Como en la jungla es fácil perderse, no sabíamos si íbamos rumbo a Nicaragua o adentrándonos en territorio catracho. El fotógrafo finalmente se calmó y reanudamos la marcha. Los cuatro pusimos los fusiles “bala en boca”, dispuestos a vender cara la existencia.
¡SOMOS PERIODISTAS!
Transcurridos unos minutos escuchamos voces por entre la maleza, muy cerca de nosotros. Nos tiramos hacia el suelo buscando el abrigo de unos arbustos, esperando con el corazón a punto de salírsenos del pecho.
Menos mal que nuestros soldados no estaban entrenados para disparar primero y preguntar después quién vivía. Ellos también habían detectado nuestros movimientos y se oyó clara la clásica pregunta: ¡Hey!, ¿quién vive?
– ¡Somos periodistas!, grito Ernesto desde el suelo y en eso vimos a varios militares casi encima nuestro. – ¡No jodan, casi los palmamos!, dijo el que parecía el jefe. Tras explicarle que habíamos confundido el camino, señaló que por dónde íbamos no saldríamos a ningún lado, porque la ruta de escape planificada de previo era otra.

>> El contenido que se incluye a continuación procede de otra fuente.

#[cfg(test)]
mod test {
    use super::*;
    use crate::parser::Parser;
    use crate::resolver::Resolver;
    use crate::scanner::Scanner;

    fn eval(source: &str) -> Result<Object, RuntimeError> {
        let tokens = Scanner::new(source).scan_tokens();
        let expr = Parser::new(tokens).parse_expression().unwrap();

        let mut output: Vec<u8> = Vec::new();
        let mut interpreter = Interpreter::new(&mut output);
        interpreter.evaluate(&expr)
    }

    fn run(source: &str) -> String {
        let tokens = Scanner::new(source).scan_tokens();
        let statements = Parser::new(tokens).parse();

        let mut output: Vec<u8> = Vec::new();
        let mut interpreter = Interpreter::new(&mut output);
        Resolver::new(&mut interpreter).resolve(&statements);
        interpreter.interpret(&statements, false);

        String::from_utf8(output).unwrap()
    }

    #[test]
    fn evaluate_literal() {
        assert_eq!(eval("12").unwrap(), Object::from(12.0));
        assert_eq!(eval("\"hi\"").unwrap(), Object::from("hi"));
        assert_eq!(eval("nil").unwrap(), Object::from(Literal::Nil));
    }

    #[test]
    fn evaluate_unary() {
        assert_eq!(eval("-12").unwrap(), Object::from(-12.0));
        assert_eq!(eval("!true").unwrap(), Object::from(false));
        assert_eq!(eval("!nil").unwrap(), Object::from(true));
        assert_eq!(eval("!0").unwrap(), Object::from(false));
    }

    #[test]
    fn evaluate_unary_type_error() {
        let error = eval("-\"x\"").unwrap_err();
        assert_eq!(error.message, "Operand must be a number.");
    }

    #[test]
    fn evaluate_binary() {
        assert_eq!(eval("6 - (12 - 24)").unwrap(), Object::from(18.0));
        assert_eq!(eval("10 / 4").unwrap(), Object::from(2.5));
        assert_eq!(eval("\"Hello\" + \"World\"").unwrap(), Object::from("HelloWorld"));
    }

    #[test]
    fn evaluate_binary_type_errors() {
        assert_eq!(eval("\"x\" + 1").unwrap_err().message, "Operands must be two numbers or two strings.");
        assert_eq!(eval("true * 2").unwrap_err().message, "Operands must be numbers.");
        assert_eq!(eval("\"a\" < \"b\"").unwrap_err().message, "Operands must be numbers.");
    }

    #[test]
    fn evaluate_comparison() {
        assert_eq!(eval("1 < 2").unwrap(), Object::from(true));
        assert_eq!(eval("2 <= 2").unwrap(), Object::from(true));
        assert_eq!(eval("1 > 2").unwrap(), Object::from(false));
        assert_eq!(eval("2 >= 3").unwrap(), Object::from(false));
    }

    #[test]
    fn evaluate_equality() {
        assert_eq!(eval("nil == nil").unwrap(), Object::from(true));
        assert_eq!(eval("nil == false").unwrap(), Object::from(false));
        assert_eq!(eval("1 == 1").unwrap(), Object::from(true));
        assert_eq!(eval("\"a\" == \"a\"").unwrap(), Object::from(true));
        assert_eq!(eval("1 == \"1\"").unwrap(), Object::from(false));
        assert_eq!(eval("1 != 2").unwrap(), Object::from(true));
    }

    #[test]
    fn evaluate_logical_short_circuit() {
        assert_eq!(eval("\"left\" or missing").unwrap(), Object::from("left"));
        assert_eq!(eval("false and missing").unwrap(), Object::from(false));
        assert_eq!(eval("nil or \"right\"").unwrap(), Object::from("right"));
    }

    #[test]
    fn run_print() {
        assert_eq!(run("var a = 1; var b = 2; print a + b;"), "3\n");
    }

    #[test]
    fn run_block_scoping() {
        let source = "var a = \"outer\"; { var a = \"inner\"; print a; } print a;";
        assert_eq!(run(source), "inner\nouter\n");
    }

    #[test]
    fn run_while() {
        assert_eq!(run("var i = 0; while (i < 3) { print i; i = i + 1; }"), "0\n1\n2\n");
    }

    #[test]
    fn run_function_recursion() {
        let source = "fun fib(n) { if (n <= 1) return n; return fib(n - 2) + fib(n - 1); } print fib(5);";
        assert_eq!(run(source), "5\n");
    }

    #[test]
    fn run_closure_counter() {
        let source = "\
            fun make() { var i = 0; fun count() { i = i + 1; print i; } return count; }\n\
            var counter = make();\n\
            counter();\n\
            counter();";
        assert_eq!(run(source), "1\n2\n");
    }

    #[test]
    fn run_class_with_initializer() {
        let source = "\
            class Greeter { init(name) { this.name = name; } hi() { print \"Hello, \" + this.name; } }\n\
            Greeter(\"World\").hi();";
        assert_eq!(run(source), "Hello, World\n");
    }

    #[test]
    fn run_super_method_call() {
        let source = "\
            class A { m() { return \"A\"; } }\n\
            class B < A { m() { return super.m() + \"B\"; } }\n\
            print B().m();";
        assert_eq!(run(source), "AB\n");
    }

    #[test]
    fn run_initializer_returns_instance() {
        let source = "\
            class Thing { init() { if (true) return; this.unused = 1; } }\n\
            print Thing().init();";
        assert_eq!(run(source), "Thing instance\n");
    }

    #[test]
    fn run_stringify() {
        assert_eq!(run("print 3.0;"), "3\n");
        assert_eq!(run("print 1.5;"), "1.5\n");
        assert_eq!(run("print nil;"), "nil\n");
        assert_eq!(run("fun f() {} print f;"), "<fn f>\n");
        assert_eq!(run("print clock;"), "<native fn>\n");
        assert_eq!(run("class C {} print C;"), "C\n");
        assert_eq!(run("class C {} print C();"), "C instance\n");
    }

    #[test]
    fn run_repl_mode_prints_expressions() {
        let tokens = Scanner::new("1 + 2; \"quiet\";").scan_tokens();
        let statements = Parser::new(tokens).parse();

        let mut output: Vec<u8> = Vec::new();
        let mut interpreter = Interpreter::new(&mut output);
        Resolver::new(&mut interpreter).resolve(&statements);
        interpreter.interpret(&statements, true);

        assert_eq!(String::from_utf8(output).unwrap(), "3\nquiet\n");
    }

    #[test]
    fn run_return_unwinds_nested_blocks() {
        let source = "\
            fun f() { { { return \"done\"; } } print \"skipped\"; }\n\
            print f();";
        assert_eq!(run(source), "done\n");
    }

    #[test]
    fn run_fields_shadow_methods() {
        let source = "\
            class C { m() { return \"method\"; } }\n\
            var c = C();\n\
            c.m = \"field\";\n\
            print c.m;";
        assert_eq!(run(source), "field\n");
    }

    #[test]
    fn run_instance_identity() {
        let source = "\
            class C {}\n\
            var a = C();\n\
            var b = C();\n\
            print a == a;\n\
            print a == b;";
        assert_eq!(run(source), "true\nfalse\n");
    }
}
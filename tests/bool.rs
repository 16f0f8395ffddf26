#[macro_use]
mod common;

#[cfg(test)]
mod bool {
    tests! {
        equality in bool is OK
        "true"
        "false"
        "false"
        "false"
        "false"
    }

    tests! {
        not in bool is OK
        "false"
        "true"
        "true"
    }
}
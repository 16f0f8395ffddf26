#[macro_use]
mod common;

#[cfg(test)]
mod string {
    tests! {
        literals in string is OK
        "()"
        "a string"
    }

    tests! {
        multiline in string is OK
        "1"
        "2"
        "3"
    }

    tests! {
        error_after_multiline in string is ERR
        "Undefined variable 'err'."
        "[line 4]"
    }

    tests! {
        unterminated in string is ERR
        "[line 2] Error: Unterminated string."
    }
}
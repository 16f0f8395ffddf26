use std::collections::{HashMap, HashSet};
use std::mem;

use crate::error::{ResolveError, Throw};
use crate::expr::{Expr, ExprVisitor};
use crate::interpreter::Interpreter;
use crate::stmt::{Stmt, StmtVisitor};
use crate::token::Token;

enum FunctionType {
    None,
    Function,
    Initializer,
    Method,
}

enum ClassType {
    None,
    Class,
    Subclass,
}

/// Walks the statements once before execution and records, for every
/// resolvable expression, how many scopes away its binding lives. Also
/// validates the context rules the parser cannot see: `this`/`super`
/// placement, returns, duplicate declarations.
///
/// Errors are reported through the shared sink and never abort the walk, so
/// one run surfaces as many of them as possible.
pub struct Resolver<'a, 'o> {
    interpreter: &'a mut Interpreter<'o>,
    scopes: Vec<HashMap<String, bool>>,
    current_function: FunctionType,
    current_class: ClassType,
}

impl<'a, 'o> Resolver<'a, 'o> {
    pub fn new(interpreter: &'a mut Interpreter<'o>) -> Self {
        Resolver {
            interpreter,
            scopes: vec![],
            current_function: FunctionType::None,
            current_class: ClassType::None,
        }
    }

    fn resolve_expr(&mut self, expr: &Expr) {
        expr.accept(self);
    }

    fn resolve_stmt(&mut self, stmt: &Stmt) {
        stmt.accept(self);
    }

    pub fn resolve(&mut self, statements: &[Stmt]) {
        for statement in statements {
            self.resolve_stmt(statement)
        }
    }

    fn resolve_function(&mut self, function: &Stmt, r#type: FunctionType) {
        let Stmt::Function(function) = function else { unreachable!() };

        let enclosing_function = mem::replace(&mut self.current_function, r#type);

        self.begin_scope();
        for param in &function.params {
            self.declare(param);
            self.define(param);
        }
        self.resolve(&function.body);
        self.end_scope();

        self.current_function = enclosing_function;
    }

    fn begin_scope(&mut self) {
        self.scopes.push(HashMap::new());
    }

    fn end_scope(&mut self) {
        self.scopes.pop();
    }

    /// Marks the name as declared but not yet usable in the innermost scope.
    /// Global declarations are not tracked.
    fn declare(&mut self, name: &Token) {
        if self.scopes.is_empty() {
            return;
        }

        let scope = self.scopes.last_mut().expect("stack to be not empty");
        if scope.contains_key(&name.lexeme) {
            ResolveError {
                token: name.clone(),
                message: "Already a variable with this name in this scope.".to_string(),
            }.throw();
        }
        scope.insert(name.lexeme.to_owned(), false);
    }

    /// Marks the name as fully usable in the innermost scope.
    fn define(&mut self, name: &Token) {
        if self.scopes.is_empty() {
            return;
        }

        self.scopes
            .last_mut()
            .expect("stack to be not empty")
            .insert(name.lexeme.to_owned(), true);
    }

    /// Records the distance between the use of a name and the scope that
    /// binds it. Names bound in no tracked scope are globals and are left
    /// for the interpreter to look up at runtime.
    fn resolve_local(&mut self, id: usize, name: &Token) {
        for (i, scope) in self.scopes.iter().rev().enumerate() {
            if scope.contains_key(&name.lexeme) {
                self.interpreter.resolve(id, i);
                return;
            }
        }
    }
}

impl<'a, 'o> ExprVisitor<()> for Resolver<'a, 'o> {
    fn visit_literal_expr(&mut self, expr: &Expr) {
        let Expr::Literal(_) = expr else { unreachable!() };
    }

    fn visit_grouping_expr(&mut self, expr: &Expr) {
        let Expr::Grouping(grouping) = expr else { unreachable!() };

        self.resolve_expr(&grouping.expr);
    }

    fn visit_unary_expr(&mut self, expr: &Expr) {
        let Expr::Unary(unary) = expr else { unreachable!() };

        self.resolve_expr(&unary.expr);
    }

    fn visit_binary_expr(&mut self, expr: &Expr) {
        let Expr::Binary(binary) = expr else { unreachable!() };

        self.resolve_expr(&binary.left);
        self.resolve_expr(&binary.right);
    }

    fn visit_logical_expr(&mut self, expr: &Expr) {
        let Expr::Logical(logical) = expr else { unreachable!() };

        self.resolve_expr(&logical.left);
        self.resolve_expr(&logical.right);
    }

    fn visit_variable_expr(&mut self, expr: &Expr) {
        let Expr::Variable(variable) = expr else { unreachable!() };

        if let Some(scope) = self.scopes.last() {
            if let Some(defined) = scope.get(&variable.name.lexeme) {
                if !defined {
                    ResolveError {
                        token: variable.name.to_owned(),
                        message: "Can't read local variable in its own initializer.".to_string(),
                    }.throw();
                }
            }
        }

        self.resolve_local(variable.id, &variable.name);
    }

    fn visit_assign_expr(&mut self, expr: &Expr) {
        let Expr::Assign(assign) = expr else { unreachable!() };

        self.resolve_expr(&assign.value);
        self.resolve_local(assign.id, &assign.name);
    }

    fn visit_call_expr(&mut self, expr: &Expr) {
        let Expr::Call(call) = expr else { unreachable!() };

        self.resolve_expr(&call.callee);

        for argument in &call.arguments {
            self.resolve_expr(argument);
        }
    }

    fn visit_get_expr(&mut self, expr: &Expr) {
        let Expr::Get(get) = expr else { unreachable!() };

        self.resolve_expr(&get.object);
    }

    fn visit_set_expr(&mut self, expr: &Expr) {
        let Expr::Set(set) = expr else { unreachable!() };

        self.resolve_expr(&set.value);
        self.resolve_expr(&set.object);
    }

    fn visit_this_expr(&mut self, expr: &Expr) {
        let Expr::This(this) = expr else { unreachable!() };

        if let ClassType::None = self.current_class {
            ResolveError {
                token: this.keyword.clone(),
                message: "Can't use 'this' outside of a class.".to_string(),
            }.throw();

            return;
        }

        self.resolve_local(this.id, &this.keyword);
    }

    fn visit_super_expr(&mut self, expr: &Expr) {
        let Expr::Super(super_expr) = expr else { unreachable!() };

        match self.current_class {
            ClassType::Subclass => (),
            ClassType::None => ResolveError {
                token: super_expr.keyword.clone(),
                message: "Can't use 'super' outside of a class.".to_string(),
            }.throw(),
            ClassType::Class => ResolveError {
                token: super_expr.keyword.clone(),
                message: "Can't use 'super' in a class with no superclass.".to_string(),
            }.throw(),
        }

        self.resolve_local(super_expr.id, &super_expr.keyword);
    }
}

impl<'a, 'o> StmtVisitor<()> for Resolver<'a, 'o> {
    fn visit_expression_stmt(&mut self, stmt: &Stmt) {
        let Stmt::Expression(data) = stmt else { unreachable!() };

        self.resolve_expr(&data.expr);
    }

    fn visit_print_stmt(&mut self, stmt: &Stmt) {
        let Stmt::Print(data) = stmt else { unreachable!() };

        self.resolve_expr(&data.expr);
    }

    fn visit_var_stmt(&mut self, stmt: &Stmt) {
        let Stmt::Var(var) = stmt else { unreachable!() };

        self.declare(&var.name);
        if let Some(initializer) = &var.initializer {
            self.resolve_expr(initializer);
        }
        self.define(&var.name);
    }

    fn visit_block_stmt(&mut self, stmt: &Stmt) {
        let Stmt::Block(block) = stmt else { unreachable!() };

        self.begin_scope();
        self.resolve(&block.statements);
        self.end_scope();
    }

    fn visit_if_stmt(&mut self, stmt: &Stmt) {
        let Stmt::If(if_stmt) = stmt else { unreachable!() };

        self.resolve_expr(&if_stmt.condition);
        self.resolve_stmt(&if_stmt.then_branch);
        if let Some(else_branch) = &if_stmt.else_branch {
            self.resolve_stmt(else_branch);
        }
    }

    fn visit_while_stmt(&mut self, stmt: &Stmt) {
        let Stmt::While(while_stmt) = stmt else { unreachable!() };

        self.resolve_expr(&while_stmt.condition);
        self.resolve_stmt(&while_stmt.body);
    }

    fn visit_function_stmt(&mut self, stmt: &Stmt) {
        let Stmt::Function(function) = stmt else { unreachable!() };

        self.declare(&function.name);
        self.define(&function.name);

        self.resolve_function(stmt, FunctionType::Function);
    }

    fn visit_return_stmt(&mut self, stmt: &Stmt) {
        let Stmt::Return(return_stmt) = stmt else { unreachable!() };

        if let FunctionType::None = self.current_function {
            ResolveError {
                token: return_stmt.keyword.clone(),
                message: "Can't return from top-level code.".to_string(),
            }.throw();
        }

        if let Some(value) = &return_stmt.value {
            if let FunctionType::Initializer = self.current_function {
                ResolveError {
                    token: return_stmt.keyword.clone(),
                    message: "Can't return a value from an initializer.".to_string(),
                }.throw();
                return;
            }

            self.resolve_expr(value);
        }
    }

    fn visit_class_stmt(&mut self, stmt: &Stmt) {
        let Stmt::Class(class_stmt) = stmt else { unreachable!() };

        let enclosing_class = mem::replace(&mut self.current_class, ClassType::Class);

        self.declare(&class_stmt.name);
        self.define(&class_stmt.name);

        if let Some(superclass) = &class_stmt.superclass {
            let Expr::Variable(variable) = superclass else { unreachable!() };

            if class_stmt.name.lexeme == variable.name.lexeme {
                ResolveError {
                    token: variable.name.clone(),
                    message: "A class can't inherit from itself.".to_string(),
                }.throw();
            }

            self.current_class = ClassType::Subclass;

            self.resolve_expr(superclass);

            self.begin_scope();
            self.scopes
                .last_mut()
                .expect("stack to be not empty")
                .insert("super".to_string(), true);
        }

        self.begin_scope();
        self.scopes
            .last_mut()
            .expect("stack to be not empty")
            .insert("this".to_string(), true);

        let mut seen = HashSet::new();
        for method in &class_stmt.methods {
            let Stmt::Function(function) = method else { unreachable!() };

            if !seen.insert(function.name.lexeme.clone()) {
                ResolveError {
                    token: function.name.clone(),
                    message: "Already a method with this name in this class.".to_string(),
                }.throw();
            }

            let declaration = if function.name.lexeme.eq("init") {
                FunctionType::Initializer
            } else {
                FunctionType::Method
            };
            self.resolve_function(method, declaration);
        }

        self.end_scope();

        if class_stmt.superclass.is_some() {
            self.end_scope();
        }

        self.current_class = enclosing_class;
    }
}
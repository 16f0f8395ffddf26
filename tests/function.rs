#[macro_use]
mod common;

#[cfg(test)]
mod function {
    tests! {
        print in function is OK
        "<fn foo>"
        "<native fn>"
    }

    tests! {
        parameters in function is OK
        "0"
        "1"
        "6"
    }

    tests! {
        recursion in function is OK
        "21"
    }

    tests! {
        mutual_recursion in function is OK
        "true"
        "true"
    }

    tests! {
        empty_body in function is OK
        "nil"
    }

    tests! {
        missing_arguments in function is ERR
        "Expected 2 arguments but got 1."
        "[line 2]"
    }

    tests! {
        extra_arguments in function is ERR
        "Expected 2 arguments but got 4."
        "[line 5]"
    }

    tests! {
        local_mutual_recursion in function is ERR
        "Undefined variable 'isOdd'."
        "[line 4]"
    }
}
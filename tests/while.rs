#[macro_use]
mod common;

#[cfg(test)]
mod while_stmt {
    tests! {
        syntax in while is OK
        "1"
        "2"
        "3"
    }

    tests! {
        closure_in_body in while is OK
        "1"
    }

    tests! {
        return_inside in while is OK
        "done"
    }
}
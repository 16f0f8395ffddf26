#[macro_use]
mod common;

#[cfg(test)]
mod _super {
    tests! {
        call_same_method in super is OK
        "Derived.foo()"
        "Base.foo()"
    }

    tests! {
        call_other_method in super is OK
        "Derived.bar()"
        "Base.foo()"
    }

    tests! {
        constructor in super is OK
        "Derived.init()"
        "Base.init(a, b)"
    }

    tests! {
        closure in super is OK
        "Base"
    }

    tests! {
        indirectly_inherited in super is OK
        "C.foo()"
        "A.foo()"
    }

    tests! {
        this_in_superclass_method in super is OK
        "a"
        "b"
    }

    tests! {
        reassign_superclass in super is OK
        "Base.method()"
        "Base.method()"
    }

    tests! {
        no_superclass_bind in super is ERR
        "[line 3] Error at 'super': Can't use 'super' in a class with no superclass."
    }

    tests! {
        no_superclass_call in super is ERR
        "[line 3] Error at 'super': Can't use 'super' in a class with no superclass."
    }

    tests! {
        no_superclass_method in super is ERR
        "Undefined property 'doesNotExist'."
        "[line 4]"
    }

    tests! {
        super_at_top_level in super is ERR
        "[line 1] Error at 'super': Can't use 'super' outside of a class."
        "[line 2] Error at 'super': Can't use 'super' outside of a class."
    }

    tests! {
        super_in_top_level_function in super is ERR
        "[line 2] Error at 'super': Can't use 'super' outside of a class."
    }

    tests! {
        super_without_dot in super is ERR
        "[line 4] Error at ';': Expect '.' after 'super'."
    }

    tests! {
        super_without_name in super is ERR
        "[line 4] Error at ';': Expect superclass method name."
    }

    tests! {
        extra_arguments in super is ERR
        "Expected 2 arguments but got 4."
        "[line 9]"
    }

    tests! {
        missing_arguments in super is ERR
        "Expected 2 arguments but got 1."
        "[line 6]"
    }
}
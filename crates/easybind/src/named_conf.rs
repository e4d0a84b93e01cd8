//! Reading and editing the zone list in a BIND configuration file.
//!
//! Only zone statements of this exact shape are understood:
//!
//! ```text
//! zone "<domain>" {
//!     type <type>;
//!     file "<path>";
//! };
//! ```
//!
//! Everything else in the file (options, comments, zone statements
//! with other clauses) is kept as opaque text, so that the file can be
//! written back byte for byte with only the intended edits.

use std::fs;
use std::path::Path;

use crate::error::Error;

/// A configuration file, as a sequence of blocks.  Concatenating the
/// blocks gives back the original text.
#[derive(Debug, Clone, Default, PartialEq, Eq)]
pub struct NamedConf {
    blocks: Vec<Block>,
}

#[derive(Debug, Clone, PartialEq, Eq)]
enum Block {
    Zone(ZoneEntry),
    Text(String),
}

/// A recognised zone statement.
#[derive(Debug, Clone, PartialEq, Eq)]
pub struct ZoneEntry {
    /// The zone name as written, without a final dot.
    pub domain: String,
    pub zone_type: String,
    pub file: String,

    /// The statement exactly as it appears in the file, including any
    /// whitespace after it.
    raw: String,
}

impl ZoneEntry {
    /// A new entry in the standard layout, followed by a newline.
    pub fn new(domain: &str, zone_type: &str, file: &str) -> Self {
        Self {
            domain: domain.to_string(),
            zone_type: zone_type.to_string(),
            file: file.to_string(),
            raw: format!("zone \"{domain}\" {{\n    type {zone_type};\n    file \"{file}\";\n}};\n"),
        }
    }
}

impl NamedConf {
    pub fn parse(text: &str) -> Self {
        let mut blocks = Vec::new();
        let mut text_start = 0;
        let mut pos = 0;

        while pos < text.len() {
            let at_line_start = pos == 0 || text.as_bytes()[pos - 1] == b'\n';
            if at_line_start {
                if let Some(entry) = match_zone_entry(&text[pos..]) {
                    if text_start < pos {
                        blocks.push(Block::Text(text[text_start..pos].to_string()));
                    }
                    pos += entry.raw.len();
                    text_start = pos;
                    blocks.push(Block::Zone(entry));
                    continue;
                }
            }

            pos = match text[pos..].find('\n') {
                Some(i) => pos + i + 1,
                None => text.len(),
            };
        }

        if text_start < text.len() {
            blocks.push(Block::Text(text[text_start..].to_string()));
        }

        Self { blocks }
    }

    pub fn serialise(&self) -> String {
        let mut out = String::new();
        for block in &self.blocks {
            match block {
                Block::Zone(entry) => out.push_str(&entry.raw),
                Block::Text(text) => out.push_str(text),
            }
        }
        out
    }

    /// All the recognised zone entries, in file order.
    pub fn zones(&self) -> impl Iterator<Item = &ZoneEntry> {
        self.blocks.iter().filter_map(|block| match block {
            Block::Zone(entry) => Some(entry),
            Block::Text(_) => None,
        })
    }

    /// Check if there is an entry for a zone.  The name is compared
    /// exactly, so it must not have a final dot.
    pub fn contains(&self, domain: &str) -> bool {
        self.zones().any(|entry| entry.domain == domain)
    }

    /// Add an entry to the end of the file.  If the file does not end
    /// with a newline one is added first, so the entry starts on its
    /// own line.
    pub fn append(&mut self, entry: ZoneEntry) {
        let needs_newline = match self.blocks.last() {
            Some(Block::Text(text)) => !text.ends_with('\n'),
            Some(Block::Zone(entry)) => !entry.raw.ends_with('\n'),
            None => false,
        };
        if needs_newline {
            self.blocks.push(Block::Text("\n".to_string()));
        }
        self.blocks.push(Block::Zone(entry));
    }

    /// Remove every entry for a zone, whatever its type and file.
    /// Returns how many were removed.
    pub fn remove(&mut self, domain: &str) -> usize {
        let before = self.blocks.len();
        self.blocks
            .retain(|block| !matches!(block, Block::Zone(entry) if entry.domain == domain));
        before - self.blocks.len()
    }

    pub fn read(path: &Path) -> Result<Self, Error> {
        let text = fs::read_to_string(path).map_err(Error::io(path))?;
        Ok(Self::parse(&text))
    }

    pub fn write(&self, path: &Path) -> Result<(), Error> {
        fs::write(path, self.serialise()).map_err(Error::io(path))
    }
}

/// Try to match a zone statement at the start of the input.  Each
/// field ends at the earliest terminator on its line which lets the
/// rest of the statement match, and the clauses may be separated by
/// any whitespace, including newlines.
fn match_zone_entry(input: &str) -> Option<ZoneEntry> {
    let rest = input.strip_prefix("zone \"")?;
    let name_end = first_line(rest).find("\" {")?;
    let domain = &rest[..name_end];
    let after_brace = &rest[name_end + 3..];

    clause_starts(after_brace, "type ").find_map(|rest| {
        ends_on_line(rest, ";").find_map(|type_end| {
            let zone_type = &rest[..type_end];
            let rest = skip_whitespace1(&rest[type_end + 1..])?.strip_prefix("file \"")?;

            ends_on_line(rest, "\";").find_map(|file_end| {
                let file = &rest[..file_end];
                let rest = skip_whitespace1(&rest[file_end + 2..])?.strip_prefix("};")?;
                let rest = rest.trim_start();

                Some(ZoneEntry {
                    domain: domain.to_string(),
                    zone_type: zone_type.to_string(),
                    file: file.to_string(),
                    raw: input[..input.len() - rest.len()].to_string(),
                })
            })
        })
    })
}

/// Every way of skipping some text on the current line, then at least
/// one whitespace character, then the clause keyword.  Yields what
/// follows the keyword, shortest skip first.
fn clause_starts<'a>(input: &'a str, keyword: &'a str) -> impl Iterator<Item = &'a str> + 'a {
    let line = first_line(input);
    line.char_indices()
        .map(|(i, _)| i)
        .chain(std::iter::once(line.len()))
        .filter_map(move |i| skip_whitespace1(&input[i..])?.strip_prefix(keyword))
}

/// Positions of a terminator on the current line, in order.
fn ends_on_line<'a>(input: &'a str, terminator: &'a str) -> impl Iterator<Item = usize> + 'a {
    first_line(input).match_indices(terminator).map(|(i, _)| i)
}

/// Skip one or more whitespace characters.
fn skip_whitespace1(input: &str) -> Option<&str> {
    let rest = input.trim_start();
    if rest.len() < input.len() {
        Some(rest)
    } else {
        None
    }
}

fn first_line(input: &str) -> &str {
    match input.find('\n') {
        Some(i) => &input[..i],
        None => input,
    }
}
#![no_main]
use libfuzzer_sys::fuzz_target;

use dns_types::zones::types::Zone;

fuzz_target!(|data: &str| {
    if let Ok(zone) = Zone::deserialise(data) {
        let serialised = zone.serialise();
        let deserialised = Zone::deserialise(&serialised);
        assert_eq!(Ok(zone), deserialised);

        // a normalised zone file is a fixed point
        assert_eq!(serialised, deserialised.unwrap().serialise());
    }
});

Nos unimos a esa tropa y llegamos hasta el río Coco. Allí, con el agua al cuello, caminamos largo rato hasta arribar al lugar de dónde habíamos partido. Durante el trayecto vimos algunas de las medicinas del campo minado flotando, siguiendo ondulantes el curso de la corriente. Quise hacerle un comentario a “Guayabita” pero todavía tenía fresco el rencor de la apuntada con el fusil.
Al rato llegaron varios helicópteros con periodistas y el jefe de la misión, que estaba en Puerto Cabezas. Cuando brindaba una conferencia de prensa con datos que no sé de dónde sacó, se apareció un avión F-5 hondureño y caso posado sobre nuestras cabezas en el lado nicaragüense, empezó a disparar cohetes hacia unos dos mil metros de donde estábamos.
Sentíamos el retumbo de las explosiones y veíamos claramente dónde impactaban los proyectiles. Imagino que habían órdenes de no dispararles, porque para soltar los rockets bajaban enormemente su velocidad y eran blanco fácil para los numerosos chavalos que andaban los famosos Sam-7.
Volvimos a Managua en los helicópteros sin ganas de escribir por el cansancio, por la ropa sucia y mojada, y en particular porque venía reconvenido de que no podía escribir lo que había vivido. Hasta hoy, 22 años después de aquella memorable experiencia, hago este aporte a esa parte de la historia.
En estos días, cuando escucho a los políticos amenazar con un nuevo baño de sangre en el país, me vienen a la memoria los rostros de aquellos valientes chavalos que no vacilaron ante la voz de mando y entregaron sus vidas. Cómo se ve que los que hablan hoy de guerra no estuvieron nunca en un combate como los ocurridos en la Danto 88.